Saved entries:
---+---
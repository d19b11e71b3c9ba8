//! Export orchestration.
//!
//! [`ExportService`] owns one engine and drives a project through
//! `initializing -> processing -> rendering -> finalizing -> completed`,
//! reporting phased progress along the way. Any failure lands in `error`;
//! [`ExportService::terminate`] or a [`TerminationHandle`] lands in
//! `terminated`, after which the service must be initialised again.

use std::sync::atomic::{AtomicBool, Ordering};
use std::sync::Arc;

use serde::Serialize;

use framecut_common::config::AppConfig;
use framecut_common::error::{FramecutError, FramecutResult};
use framecut_common::ExportLogger;
use framecut_timeline::{ExportFormat, ExportProject, ExportQuality};

use crate::command::{BuiltCommand, CommandBuilder};
use crate::engine::{EngineFactory, FfmpegEngine, MediaEngine};
use crate::fonts::{DirectoryFontSource, FontManager, FontSource};
use crate::media::{InputDeclaration, MediaPassOutput, MediaProcessor};
use crate::text::{TextPassOutput, TextProcessor};

/// Where an export currently is.
#[derive(Debug, Clone, Copy, PartialEq, Eq, Serialize)]
#[serde(rename_all = "lowercase")]
pub enum ExportPhase {
    Idle,
    Initializing,
    Processing,
    Rendering,
    Finalizing,
    Completed,
    Error,
    Terminated,
}

impl ExportPhase {
    pub fn as_str(self) -> &'static str {
        match self {
            Self::Idle => "idle",
            Self::Initializing => "initializing",
            Self::Processing => "processing",
            Self::Rendering => "rendering",
            Self::Finalizing => "finalizing",
            Self::Completed => "completed",
            Self::Error => "error",
            Self::Terminated => "terminated",
        }
    }
}

impl std::fmt::Display for ExportPhase {
    fn fmt(&self, f: &mut std::fmt::Formatter<'_>) -> std::fmt::Result {
        f.write_str(self.as_str())
    }
}

/// Export progress report.
#[derive(Debug, Clone, Serialize)]
pub struct ExportProgress {
    pub phase: ExportPhase,

    /// Overall progress, 0 to 100.
    pub progress: f64,

    pub message: String,

    /// Everything logged so far in this service.
    pub logs: Vec<String>,
}

/// Progress callback. Invoked inline, so it must not block.
pub type ProgressCallback = Box<dyn Fn(ExportProgress) + Send + Sync>;

/// The rendered file.
#[derive(Debug, Clone)]
pub struct ExportArtifact {
    pub file_name: String,
    pub mime_type: &'static str,
    pub data: Vec<u8>,
}

impl ExportArtifact {
    pub fn len(&self) -> usize {
        self.data.len()
    }

    pub fn is_empty(&self) -> bool {
        self.data.is_empty()
    }
}

/// Requests termination of an in-flight export from another task.
///
/// The export notices at its next phase boundary.
#[derive(Debug, Clone)]
pub struct TerminationHandle {
    flag: Arc<AtomicBool>,
}

impl TerminationHandle {
    pub fn terminate(&self) {
        self.flag.store(true, Ordering::SeqCst);
    }

    pub fn is_terminated(&self) -> bool {
        self.flag.load(Ordering::SeqCst)
    }
}

/// Snapshot of everything the compiler would do for a project.
#[derive(Debug, Clone, Serialize)]
#[serde(rename_all = "camelCase")]
pub struct DebugData {
    pub project: ProjectSummary,
    pub processing: ProcessingSummary,
    pub command: CommandSummary,
    pub state: ServiceState,
    pub logs: Vec<String>,
}

#[derive(Debug, Clone, Serialize)]
#[serde(rename_all = "camelCase")]
pub struct ProjectSummary {
    pub duration: f64,
    pub width: u32,
    pub height: u32,
    pub fps: u32,
    pub quality: ExportQuality,
    pub format: ExportFormat,
    pub background_color: Option<String>,
    pub track_count: usize,
    pub media_item_count: usize,
    pub element_count: usize,
}

#[derive(Debug, Clone, Serialize)]
#[serde(rename_all = "camelCase")]
pub struct ProcessingSummary {
    pub video_stages: Vec<String>,
    pub text_stages: Vec<String>,
    pub audio_stages: Vec<String>,
    pub inputs: Vec<InputDeclaration>,
    pub video_layer_count: usize,
}

#[derive(Debug, Clone, Serialize)]
#[serde(rename_all = "camelCase")]
pub struct CommandSummary {
    pub command_line: String,
    #[serde(flatten)]
    pub built: BuiltCommand,
}

#[derive(Debug, Clone, Serialize)]
#[serde(rename_all = "camelCase")]
pub struct ServiceState {
    pub phase: ExportPhase,
    pub initialized: bool,
    pub engine: Option<String>,
    pub fonts_ready: bool,
}

/// Emits progress to the caller's callback.
struct ProgressReporter<'a> {
    callback: Option<&'a ProgressCallback>,
    logger: &'a ExportLogger,
}

impl ProgressReporter<'_> {
    fn report(&self, phase: ExportPhase, progress: f64, message: &str) {
        tracing::debug!(%phase, progress, msg = message, "Export progress");
        if let Some(callback) = self.callback {
            callback(ExportProgress {
                phase,
                progress: progress.clamp(0.0, 100.0),
                message: message.to_string(),
                logs: self.logger.lines(),
            });
        }
    }
}

/// Compiles projects into engine commands and runs them.
pub struct ExportService {
    logger: ExportLogger,
    factory: EngineFactory,
    engine: Option<Box<dyn MediaEngine>>,
    fonts: FontManager,
    media: MediaProcessor,
    text: TextProcessor,
    builder: CommandBuilder,
    on_progress: Option<ProgressCallback>,
    phase: ExportPhase,
    last_command: Option<BuiltCommand>,
    terminate_flag: Arc<AtomicBool>,
}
---+---
* **TASK DESCRIPTION**
When you output the entries, keep every word exactly as it stands.

* **EXERCISE RESULT**
repository d19b11e71b3c9ba8
//! Export orchestration.
//!
//! [`ExportService`] owns one engine and drives a project through
//! `initializing -> processing -> rendering -> finalizing -> completed`,
//! reporting phased progress along the way. Any failure lands in `error`;
//! [`ExportService::terminate`] or a [`TerminationHandle`] lands in
//! `terminated`, after which the service must be initialised again.

use std::sync::atomic::{AtomicBool, Ordering};
use std::sync::Arc;

use serde::Serialize;

use framecut_common::config::AppConfig;
use framecut_common::error::{FramecutError, FramecutResult};
use framecut_common::ExportLogger;
use framecut_timeline::{ExportFormat, ExportProject, ExportQuality};

use crate::command::{BuiltCommand, CommandBuilder};
use crate::engine::{EngineFactory, FfmpegEngine, MediaEngine};
use crate::fonts::{DirectoryFontSource, FontManager, FontSource};
use crate::media::{InputDeclaration, MediaPassOutput, MediaProcessor};
use crate::text::{TextPassOutput, TextProcessor};

/// Where an export currently is.
#[derive(Debug, Clone, Copy, PartialEq, Eq, Serialize)]
#[serde(rename_all = "lowercase")]
pub enum ExportPhase {
    Idle,
    Initializing,
    Processing,
    Rendering,
    Finalizing,
    Completed,
    Error,
    Terminated,
}

impl ExportPhase {
    pub fn as_str(self) -> &'static str {
        match self {
            Self::Idle => "idle",
            Self::Initializing => "initializing",
            Self::Processing => "processing",
            Self::Rendering => "rendering",
            Self::Finalizing => "finalizing",
            Self::Completed => "completed",
            Self::Error => "error",
            Self::Terminated => "terminated",
        }
    }
}

impl std::fmt::Display for ExportPhase {
    fn fmt(&self, f: &mut std::fmt::Formatter<'_>) -> std::fmt::Result {
        f.write_str(self.as_str())
    }
}

/// Export progress report.
#[derive(Debug, Clone, Serialize)]
pub struct ExportProgress {
    pub phase: ExportPhase,

    /// Overall progress, 0 to 100.
    pub progress: f64,

    pub message: String,

    /// Everything logged so far in this service.
    pub logs: Vec<String>,
}

/// Progress callback. Invoked inline, so it must not block.
pub type ProgressCallback = Box<dyn Fn(ExportProgress) + Send + Sync>;

/// The rendered file.
#[derive(Debug, Clone)]
pub struct ExportArtifact {
    pub file_name: String,
    pub mime_type: &'static str,
    pub data: Vec<u8>,
}

impl ExportArtifact {
    pub fn len(&self) -> usize {
        self.data.len()
    }

    pub fn is_empty(&self) -> bool {
        self.data.is_empty()
    }
}

/// Requests termination of an in-flight export from another task.
///
/// The export notices at its next phase boundary.
#[derive(Debug, Clone)]
pub struct TerminationHandle {
    flag: Arc<AtomicBool>,
}

impl TerminationHandle {
    pub fn terminate(&self) {
        self.flag.store(true, Ordering::SeqCst);
    }

    pub fn is_terminated(&self) -> bool {
        self.flag.load(Ordering::SeqCst)
    }
}

/// Snapshot of everything the compiler would do for a project.
#[derive(Debug, Clone, Serialize)]
#[serde(rename_all = "camelCase")]
pub struct DebugData {
    pub project: ProjectSummary,
    pub processing: ProcessingSummary,
    pub command: CommandSummary,
    pub state: ServiceState,
    pub logs: Vec<String>,
}

#[derive(Debug, Clone, Serialize)]
#[serde(rename_all = "camelCase")]
pub struct ProjectSummary {
    pub duration: f64,
    pub width: u32,
    pub height: u32,
    pub fps: u32,
    pub quality: ExportQuality,
    pub format: ExportFormat,
    pub background_color: Option<String>,
    pub track_count: usize,
    pub media_item_count: usize,
    pub element_count: usize,
}

#[derive(Debug, Clone, Serialize)]
#[serde(rename_all = "camelCase")]
pub struct ProcessingSummary {
    pub video_stages: Vec<String>,
    pub text_stages: Vec<String>,
    pub audio_stages: Vec<String>,
    pub inputs: Vec<InputDeclaration>,
    pub video_layer_count: usize,
}

#[derive(Debug, Clone, Serialize)]
#[serde(rename_all = "camelCase")]
pub struct CommandSummary {
    pub command_line: String,
    #[serde(flatten)]
    pub built: BuiltCommand,
}

#[derive(Debug, Clone, Serialize)]
#[serde(rename_all = "camelCase")]
pub struct ServiceState {
    pub phase: ExportPhase,
    pub initialized: bool,
    pub engine: Option<String>,
    pub fonts_ready: bool,
}

/// Emits progress to the caller's callback.
struct ProgressReporter<'a> {
    callback: Option<&'a ProgressCallback>,
    logger: &'a ExportLogger,
}

impl ProgressReporter<'_> {
    fn report(&self, phase: ExportPhase, progress: f64, message: &str) {
        tracing::debug!(%phase, progress, msg = message, "Export progress");
        if let Some(callback) = self.callback {
            callback(ExportProgress {
                phase,
                progress: progress.clamp(0.0, 100.0),
                message: message.to_string(),
                logs: self.logger.lines(),
            });
        }
    }
}

/// Compiles projects into engine commands and runs them.
pub struct ExportService {
    logger: ExportLogger,
    factory: EngineFactory,
    engine: Option<Box<dyn MediaEngine>>,
    fonts: FontManager,
    media: MediaProcessor,
    text: TextProcessor,
    builder: CommandBuilder,
    on_progress: Option<ProgressCallback>,
    phase: ExportPhase,
    last_command: Option<BuiltCommand>,
    terminate_flag: Arc<AtomicBool>,
}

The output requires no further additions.